Last Friday, in the Daily Signal, Bill Walton wrote (mostly a transcript) of a podcast he did with Star Parker and Winsome Sears (R, VA) and the first black woman representative from Virginia. It’s very good, although it is very long it is well worth your time. It’s wide-ranging about the problems in the Black community and why the Republican Party doesn’t get more votes from it. Well, that was the aim, but the problems they see, and they mostly agree and expand on each other, apply to the white and Hispanic communities too. In fact, they apply right across western civilization. Here’s some of it.

Parker: Well, I came to believe what I believe by reading a proverb a day. I was believing the lies of the left for a very long time. I believed all that we even hear today, that my problems were somebody else’s fault. That America was racist and I shouldn’t mainstream. That I was poor because others were wealthy.

In buying all of these lies, I got very lost in my decision-making. So very early in life, [I] was engaged in criminal activity and drug activity and sexual activity and abortion activity and welfare activity, and then God saved me. Some gentlemen introduced me to the Lord and I changed my life. I went to school, I got a degree, I started a business. After the ’92 Los Angeles riots destroyed my business, I began to focus on social policy, and that’s how I came to run my organization, Urban CURE, today.

But if you ask, “How did you shape those views beyond just the personal responsibility that comes from knowing the Scripture and figuring out how to live through a daily proverb?” I started a business. That’s when I understood how extensive government is in the affairs of someone who just wants to buy an apple and sell it for enough to buy another one, and another one and another one. And [I] started being encroached by all types of three letters, from the IRS to the you-name-it. The disability, the environmental protection, a long list of all of [these] alphabets too.

Walton: Well, yeah, George McGovern became a conservative after he started a bed and breakfast.

Parker: Yes, exactly, you start finding out that, “Wait a minute, what has happened to our great country?” I think that’s what shaped my economic views. But what has shaped my philosophy and what drives me and my organization is my born-again experience.

Winsome Sears: Amen.

Walton: Winsome?

Sears: Well, I am a Marine and I had had my last child, my husband and I, and we were living in California at the time.
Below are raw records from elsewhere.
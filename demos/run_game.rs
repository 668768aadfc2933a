// NES Emulator - Game Runner
//
// Opens a window and runs a ROM to completion.

use nes_rs::display::{run_emulator, WindowConfig};
use std::env;

fn main() -> Result<(), Box<dyn std::error::Error>> {
    let args: Vec<String> = env::args().collect();
    if args.len() < 2 {
        eprintln!("Usage: {} <rom_path>", args[0]);
        eprintln!();
        eprintln!("Example:");
        eprintln!("  {} game.nes", args[0]);
        eprintln!("  {} \"assets/JPA/Dragon Quest.nes\"", args[0]);
        std::process::exit(1);
    }

    let rom_path = &args[1];
    let config = WindowConfig::new().with_scale(3).with_fps(60).with_vsync(true);
    run_emulator(config, rom_path)
}
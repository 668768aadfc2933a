// NES Emulator - Main Entry Point

use nes_rs::display::{run_emulator, WindowConfig};
use nes_rs::emulator::EmulatorConfig;
use tracing_subscriber::EnvFilter;

fn main() -> Result<(), Box<dyn std::error::Error>> {
    tracing_subscriber::fmt()
        .with_env_filter(EnvFilter::try_from_default_env().unwrap_or_else(|_| EnvFilter::new("info")))
        .init();

    let Some(rom_path) = std::env::args().nth(1) else {
        eprintln!("usage: nes-rs <path-to-rom.nes>");
        std::process::exit(1);
    };

    let settings = EmulatorConfig::load_or_default();
    let window_config = WindowConfig::new()
        .with_scale(settings.video.scale)
        .with_fps(settings.video.fps)
        .with_vsync(settings.video.vsync);

    run_emulator(window_config, rom_path)
}
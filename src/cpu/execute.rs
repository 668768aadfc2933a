// Ties the opcode table, addressing resolution and instruction dispatch
// together into a single fetch-decode-execute step, plus a nestest-style
// trace line used by the debug log.

use crate::bus::Bus;
use crate::cpu::addressing::{resolve, AddressingMode};
use crate::cpu::instructions::{
    arithmetic, branch, compare, flags as flag_ops, jump_subroutine, load_store, logic,
    miscellaneous, shift_rotate, stack, transfer,
};
use crate::cpu::opcodes::{Instr, OpcodeInfo, OPCODE_TABLE};
use crate::cpu::Cpu;
use crate::error::EmulationError;

/// Fetches, decodes and executes exactly one instruction, and returns the
/// number of cycles it consumed (base cost plus any page-cross or
/// branch-taken extras). The generic PC advance past the opcode and its
/// operand bytes happens here, before dispatch, so JSR/branch/BRK can lean
/// on `cpu.pc` already pointing past the instruction.
pub fn step(cpu: &mut Cpu, bus: &mut Bus) -> Result<u8, EmulationError> {
    let pc = cpu.pc;
    let opcode = bus.read(pc);
    let info = OPCODE_TABLE[opcode as usize].ok_or(EmulationError::UnknownOpcode { opcode, pc })?;

    let operand_start = pc.wrapping_add(1);
    let operand = resolve(info.mode, cpu, bus, operand_start);
    cpu.pc = pc.wrapping_add(info.bytes as u16);

    let mut cycles = info.cycles;
    let mut branch_taken = false;

    match info.instr {
        Instr::Lda => load_store::lda(cpu, bus, &operand),
        Instr::Ldx => load_store::ldx(cpu, bus, &operand),
        Instr::Ldy => load_store::ldy(cpu, bus, &operand),
        Instr::Sta => load_store::sta(cpu, bus, &operand),
        Instr::Stx => load_store::stx(cpu, bus, &operand),
        Instr::Sty => load_store::sty(cpu, bus, &operand),

        Instr::Tax => transfer::tax(cpu),
        Instr::Tay => transfer::tay(cpu),
        Instr::Txa => transfer::txa(cpu),
        Instr::Tya => transfer::tya(cpu),
        Instr::Tsx => transfer::tsx(cpu),
        Instr::Txs => transfer::txs(cpu),

        Instr::Pha => stack::pha(cpu, bus)?,
        Instr::Php => stack::php(cpu, bus)?,
        Instr::Pla => stack::pla(cpu, bus)?,
        Instr::Plp => stack::plp(cpu, bus)?,

        Instr::And => logic::and(cpu, bus, &operand),
        Instr::Ora => logic::ora(cpu, bus, &operand),
        Instr::Eor => logic::eor(cpu, bus, &operand),
        Instr::Bit => logic::bit(cpu, bus, &operand),

        Instr::Adc => arithmetic::adc(cpu, bus, &operand),
        Instr::Sbc => arithmetic::sbc(cpu, bus, &operand),
        Instr::Inc => arithmetic::inc(cpu, bus, &operand),
        Instr::Inx => arithmetic::inx(cpu),
        Instr::Iny => arithmetic::iny(cpu),
        Instr::Dec => arithmetic::dec(cpu, bus, &operand),
        Instr::Dex => arithmetic::dex(cpu),
        Instr::Dey => arithmetic::dey(cpu),

        Instr::Asl => shift_rotate::asl(cpu, bus, &operand),
        Instr::Lsr => shift_rotate::lsr(cpu, bus, &operand),
        Instr::Rol => shift_rotate::rol(cpu, bus, &operand),
        Instr::Ror => shift_rotate::ror(cpu, bus, &operand),

        Instr::Cmp => compare::cmp(cpu, bus, &operand),
        Instr::Cpx => compare::cpx(cpu, bus, &operand),
        Instr::Cpy => compare::cpy(cpu, bus, &operand),

        Instr::Bcc => branch_taken = branch::bcc(cpu, &operand).0,
        Instr::Bcs => branch_taken = branch::bcs(cpu, &operand).0,
        Instr::Beq => branch_taken = branch::beq(cpu, &operand).0,
        Instr::Bne => branch_taken = branch::bne(cpu, &operand).0,
        Instr::Bmi => branch_taken = branch::bmi(cpu, &operand).0,
        Instr::Bpl => branch_taken = branch::bpl(cpu, &operand).0,
        Instr::Bvc => branch_taken = branch::bvc(cpu, &operand).0,
        Instr::Bvs => branch_taken = branch::bvs(cpu, &operand).0,

        Instr::Jmp => jump_subroutine::jmp(cpu, &operand),
        Instr::Jsr => jump_subroutine::jsr(cpu, bus, &operand)?,
        Instr::Rts => jump_subroutine::rts(cpu, bus)?,

        Instr::Brk => miscellaneous::brk(cpu, bus)?,
        Instr::Rti => miscellaneous::rti(cpu, bus)?,
        Instr::Nop => miscellaneous::nop(),

        Instr::Clc => flag_ops::clc(cpu),
        Instr::Sec => flag_ops::sec(cpu),
        Instr::Cli => flag_ops::cli(cpu),
        Instr::Sei => flag_ops::sei(cpu),
        Instr::Cld => flag_ops::cld(cpu),
        Instr::Sed => flag_ops::sed(cpu),
        Instr::Clv => flag_ops::clv(cpu),
    }

    // Branch page-cross extras are computed by the branch taken above
    // (relative addressing never sets operand.page_crossed); everything
    // else that pays the indexed-read penalty does so through the table.
    if branch_taken {
        cycles += 1;
        let target = cpu.pc;
        if (pc.wrapping_add(info.bytes as u16) & 0xFF00) != (target & 0xFF00) {
            cycles += 1;
        }
    } else if info.page_cross_extra && operand.page_crossed {
        cycles += 1;
    }

    Ok(cycles)
}

/// A nestest-format trace line: `PC  OP OP OP  MNEM $ADDR    A:XX X:XX Y:XX P:XX SP:XX CYC:N`.
pub fn trace(cpu: &Cpu, bus: &Bus) -> String {
    let pc = cpu.pc;
    let opcode = bus.read(pc);
    let Some(info) = OPCODE_TABLE[opcode as usize] else {
        return format!("{:04X}  {:02X}      .byte ${:02X}", pc, opcode, opcode);
    };

    let byte2 = if info.bytes >= 2 {
        bus.read(pc.wrapping_add(1))
    } else {
        0
    };
    let byte3 = if info.bytes >= 3 {
        bus.read(pc.wrapping_add(2))
    } else {
        0
    };

    let hex_bytes = match info.bytes {
        1 => format!("{:02X}      ", opcode),
        2 => format!("{:02X} {:02X}   ", opcode, byte2),
        _ => format!("{:02X} {:02X} {:02X}", opcode, byte2, byte3),
    };

    let disassembly = disassemble(cpu, bus, pc, &info, byte2, byte3);

    format!(
        "{:04X}  {}  {:<32}A:{:02X} X:{:02X} Y:{:02X} P:{:02X} SP:{:02X} CYC:{}",
        pc, hex_bytes, disassembly, cpu.a, cpu.x, cpu.y, cpu.status, cpu.sp, cpu.cycles
    )
}

fn disassemble(cpu: &Cpu, bus: &Bus, pc: u16, info: &OpcodeInfo, byte2: u8, byte3: u8) -> String {
    let mnemonic = format!("{:?}", info.instr).to_uppercase();
    match info.mode {
        AddressingMode::Implicit => mnemonic,
        AddressingMode::Accumulator => format!("{mnemonic} A"),
        AddressingMode::Immediate => format!("{mnemonic} #${byte2:02X}"),
        AddressingMode::ZeroPage => format!("{mnemonic} ${byte2:02X} = {:02X}", bus.read(byte2 as u16)),
        AddressingMode::ZeroPageX => {
            let addr = byte2.wrapping_add(cpu.x);
            format!("{mnemonic} ${byte2:02X},X @ {addr:02X} = {:02X}", bus.read(addr as u16))
        }
        AddressingMode::ZeroPageY => {
            let addr = byte2.wrapping_add(cpu.y);
            format!("{mnemonic} ${byte2:02X},Y @ {addr:02X} = {:02X}", bus.read(addr as u16))
        }
        AddressingMode::Relative => {
            let offset = byte2 as i8;
            let target = pc.wrapping_add(2).wrapping_add(offset as u16);
            format!("{mnemonic} ${target:04X}")
        }
        AddressingMode::Absolute => {
            let addr = u16::from_le_bytes([byte2, byte3]);
            if matches!(info.instr, Instr::Jmp | Instr::Jsr) {
                format!("{mnemonic} ${addr:04X}")
            } else {
                format!("{mnemonic} ${addr:04X} = {:02X}", bus.read(addr))
            }
        }
        AddressingMode::AbsoluteX => {
            let base = u16::from_le_bytes([byte2, byte3]);
            let addr = base.wrapping_add(cpu.x as u16);
            format!("{mnemonic} ${base:04X},X @ {addr:04X} = {:02X}", bus.read(addr))
        }
        AddressingMode::AbsoluteY => {
            let base = u16::from_le_bytes([byte2, byte3]);
            let addr = base.wrapping_add(cpu.y as u16);
            format!("{mnemonic} ${base:04X},Y @ {addr:04X} = {:02X}", bus.read(addr))
        }
        AddressingMode::Indirect => {
            let ptr = u16::from_le_bytes([byte2, byte3]);
            let lo = bus.read(ptr);
            let hi = bus.read(ptr.wrapping_add(1));
            let target = u16::from_le_bytes([lo, hi]);
            format!("{mnemonic} (${ptr:04X}) = {target:04X}")
        }
        AddressingMode::PreIndexIndirect => {
            let ptr = byte2.wrapping_add(cpu.x);
            let lo = bus.read(ptr as u16);
            let hi = bus.read(ptr.wrapping_add(1) as u16);
            let addr = u16::from_le_bytes([lo, hi]);
            format!(
                "{mnemonic} (${byte2:02X},X) @ {ptr:02X} = {addr:04X} = {:02X}",
                bus.read(addr)
            )
        }
        AddressingMode::PostIndexIndirect => {
            let lo = bus.read(byte2 as u16);
            let hi = bus.read(byte2.wrapping_add(1) as u16);
            let base = u16::from_le_bytes([lo, hi]);
            let addr = base.wrapping_add(cpu.y as u16);
            format!(
                "{mnemonic} (${byte2:02X}),Y = {base:04X} @ {addr:04X} = {:02X}",
                bus.read(addr)
            )
        }
    }
}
It was right around the time of the election and George Bush Sr., he was running, he was a candidate and I was still a Democrat. I’m black …
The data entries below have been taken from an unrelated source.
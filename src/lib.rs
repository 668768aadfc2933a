// NES Emulator Library
// Core library for the 6502 CPU / NES PPU subset emulation core.

// Public modules
pub mod bus;
pub mod cartridge;
pub mod cpu;
pub mod devices;
pub mod display;
pub mod emulator;
pub mod error;
pub mod input;
pub mod ppu;
pub mod ram;

// Re-export main types for convenience
pub use bus::{Bus, MemoryMappedDevice};
pub use cartridge::{Cartridge, Mapper, Mirroring};
pub use cpu::Cpu;
pub use display::{FrameBuffer, WindowConfig};
pub use emulator::{Emulator, EmulatorConfig, SaveState, SaveStateError, SpeedMode};
pub use error::{CartridgeError, EmulationError};
pub use input::{Controller, ControllerIO};
pub use ppu::Ppu;
pub use ram::Ram;

#[cfg(test)]
mod tests {
    use super::*;

    #[test]
    fn test_library_components() {
        // Test that all components can be instantiated
        let _cpu = Cpu::new();
        let _ppu = Ppu::new();
        let _bus = Bus::test_bus();
        let _cartridge = Cartridge::new();
        let _controller = Controller::new();
        let _controller_io = ControllerIO::new();
        let _ram = Ram::new();
    }
}
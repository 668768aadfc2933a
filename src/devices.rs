// Bare-metal peripheral devices used outside the NES/PPU path.
//
// These back the single-byte-mapped devices the snake demo expects: a
// pseudo-random byte at one address and a 32x32 raw framebuffer at a 1KB
// range. Neither is part of the NES memory map; `Bus` only consults them
// when constructed via `Bus::new_demo`.

use rand::rngs::SmallRng;
use rand::{Rng, SeedableRng};
use std::cell::RefCell;

/// Returns a fresh pseudo-random byte on every read. The one piece of state
/// a real 6502 program can't derive from its own memory, so its RNG seed
/// has to come from outside.
pub struct RandomDevice {
    rng: RefCell<SmallRng>,
}

impl RandomDevice {
    pub fn new() -> Self {
        RandomDevice {
            rng: RefCell::new(SmallRng::from_entropy()),
        }
    }

    pub fn read(&self) -> u8 {
        self.rng.borrow_mut().gen()
    }
}

impl Default for RandomDevice {
    fn default() -> Self {
        Self::new()
    }
}

/// Width/height of the demo's raw framebuffer, in pixels.
pub const DISPLAY_SIZE: usize = 32;

/// A flat 32x32 byte framebuffer, one byte per pixel, no palette
/// resolution. Row-major: `mem[y * 32 + x]`.
pub struct DisplayDevice {
    mem: [u8; DISPLAY_SIZE * DISPLAY_SIZE],
}

impl DisplayDevice {
    pub fn new() -> Self {
        DisplayDevice {
            mem: [0; DISPLAY_SIZE * DISPLAY_SIZE],
        }
    }

    pub fn read(&self, offset: u16) -> u8 {
        self.mem[offset as usize & (DISPLAY_SIZE * DISPLAY_SIZE - 1)]
    }

    pub fn write(&mut self, offset: u16, data: u8) {
        self.mem[offset as usize & (DISPLAY_SIZE * DISPLAY_SIZE - 1)] = data;
    }

    /// The full framebuffer, one byte per pixel, row-major.
    pub fn frame(&self) -> &[u8] {
        &self.mem
    }
}

impl Default for DisplayDevice {
    fn default() -> Self {
        Self::new()
    }
}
Walton: This would have been ’88?

Sears: Yes. I’m black, I’m supposed to be a Democrat. It rhymes, OK. The whole family’s full of Democrats, so what am I? I am what I am. [Mike] Dukakis, his commercial came on and he said, “I’m going to expand welfare. I’m going to make sure that this, that, the other, we’re going to give you money and we’re going to… ” I thought, “But if that happens, my folks, they’re just going to be living on what they get. There’s nothing to propel them.” Then he said, “For abortion, I’m going to make sure abortion is this and legal and expanded and do this and public monies and public…” I had just had my baby and I thought, “Well, I don’t believe that.”

Then right behind him came George Bush Sr. with his commercial, and he said, “If all you have is welfare, is what the government gives you, you will never have anything to pass onto your children.” Then he said, “As for abortion, I’m going to try and make it less and less and less.” Then I said, “Oh my God, I’m a Republican.”

The next thing was, “How am I going to tell my family?” Because it’s almost as if I was changing my religion. It was a shock to me and I think to many black people; they really are Republicans because we are the most conservative, really, group. It’s just a matter of me getting in there and people like Star and everybody else getting in and saying, “Let us be who we want to be. You don’t get to tell me how to run my politics and I don’t get to tell you either. Just let us be free.”

Go and read it, it’s the best thing I’ve read in at least a week. My reader says 39 minutes, it’s worth twice that amount of time. And yes, I almost completely agree with them across the board.